*** Block opens ***
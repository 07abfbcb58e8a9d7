use std::time::Duration;

use tokio::time::{Instant, timeout_at};
use tracing::{debug, warn};
use trust_dns_resolver::TokioAsyncResolver;

use super::{DnsError, MxRecord};
use super::types::Destination;

/// Builds a resolver from the host's DNS configuration.
pub(crate) fn system_resolver() -> Result<TokioAsyncResolver, trust_dns_resolver::error::ResolveError>
{
    TokioAsyncResolver::tokio_from_system_conf()
}

/// Resolves the mail destination of `ascii_domain`.
///
/// MX records are preferred. When none are usable the domain's address
/// records decide between [`Destination::AddressOnly`] and
/// [`Destination::Missing`]. Both lookups share one deadline.
pub(crate) async fn resolve_destination<R>(
    resolver: &R,
    ascii_domain: &str,
    lookup_timeout: Duration,
) -> Destination
where
    R: LookupMx,
{
    let deadline = Instant::now() + lookup_timeout;

    let mx = timeout_at(deadline, resolver.lookup_mx(ascii_domain))
        .await
        .unwrap_or_else(|_| Err(DnsError::timed_out(ascii_domain)));

    match mx {
        Ok(records) => {
            let records = collect_exchangers(records);
            if !records.is_empty() {
                debug!(domain = ascii_domain, count = records.len(), "MX records resolved");
                return Destination::Exchangers(records);
            }
            debug!(domain = ascii_domain, "no usable MX records, checking address records");
        }
        Err(err) if err.is_timeout() => {
            warn!(domain = ascii_domain, "MX lookup timed out");
            return Destination::TimedOut;
        }
        Err(err) => {
            debug!(domain = ascii_domain, error = %err, "MX lookup failed, checking address records");
        }
    }

    let address = timeout_at(deadline, resolver.has_address(ascii_domain))
        .await
        .unwrap_or_else(|_| Err(DnsError::timed_out(ascii_domain)));

    match address {
        Ok(true) => Destination::AddressOnly,
        Ok(false) => Destination::Missing,
        Err(err) if err.is_timeout() => {
            warn!(domain = ascii_domain, "address lookup timed out");
            Destination::TimedOut
        }
        Err(err) => {
            debug!(domain = ascii_domain, error = %err, "address lookup failed");
            Destination::Missing
        }
    }
}

/// Sorts by preference, removes duplicates and null MX entries (`.`).
pub(crate) fn collect_exchangers(mut records: Vec<MxRecord>) -> Vec<MxRecord> {
    records.retain(|record| !record.exchange.is_empty());
    records.sort();
    records.dedup();
    records
}

pub(crate) fn normalize_exchange(exchange: String) -> String {
    let trimmed = exchange.trim_end_matches('.');
    trimmed.to_ascii_lowercase()
}

pub(crate) trait LookupMx {
    async fn lookup_mx(&self, domain: &str) -> Result<Vec<MxRecord>, DnsError>;

    /// Whether `domain` has at least one A or AAAA record. A negative answer
    /// is `Ok(false)`, not an error.
    async fn has_address(&self, domain: &str) -> Result<bool, DnsError>;
}

impl LookupMx for TokioAsyncResolver {
    async fn lookup_mx(&self, domain: &str) -> Result<Vec<MxRecord>, DnsError> {
        let lookup = self
            .mx_lookup(domain)
            .await
            .map_err(|err| DnsError::from_resolve(domain, err))?;
        let mut records = Vec::new();
        for mx in lookup.iter() {
            let exchange = normalize_exchange(mx.exchange().to_utf8());
            records.push(MxRecord::new(mx.preference(), exchange));
        }
        Ok(records)
    }

    async fn has_address(&self, domain: &str) -> Result<bool, DnsError> {
        match self.lookup_ip(domain).await {
            Ok(lookup) => Ok(lookup.iter().next().is_some()),
            Err(err) => match DnsError::from_resolve(domain, err) {
                DnsError::NotFound { .. } => Ok(false),
                other => Err(other),
            },
        }
    }
}

#[cfg(test)]
impl LookupMx for crate::mx::tests::StubResolver {
    async fn lookup_mx(&self, domain: &str) -> Result<Vec<MxRecord>, DnsError> {
        if let Some(delay) = self.delay {
            tokio::time::sleep(delay).await;
        }
        (self.on_mx)(domain)
    }

    async fn has_address(&self, domain: &str) -> Result<bool, DnsError> {
        (self.on_address)(domain)
    }
}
*** Block closes ***
Exercise brief:
Look through the lines above and collect those with the word "TokioAsyncResolver".

Result of the task:
use trust_dns_resolver::TokioAsyncResolver;
pub(crate) fn system_resolver() -> Result<TokioAsyncResolver, trust_dns_resolver::error::ResolveError>
    TokioAsyncResolver::tokio_from_system_conf()
impl LookupMx for TokioAsyncResolver {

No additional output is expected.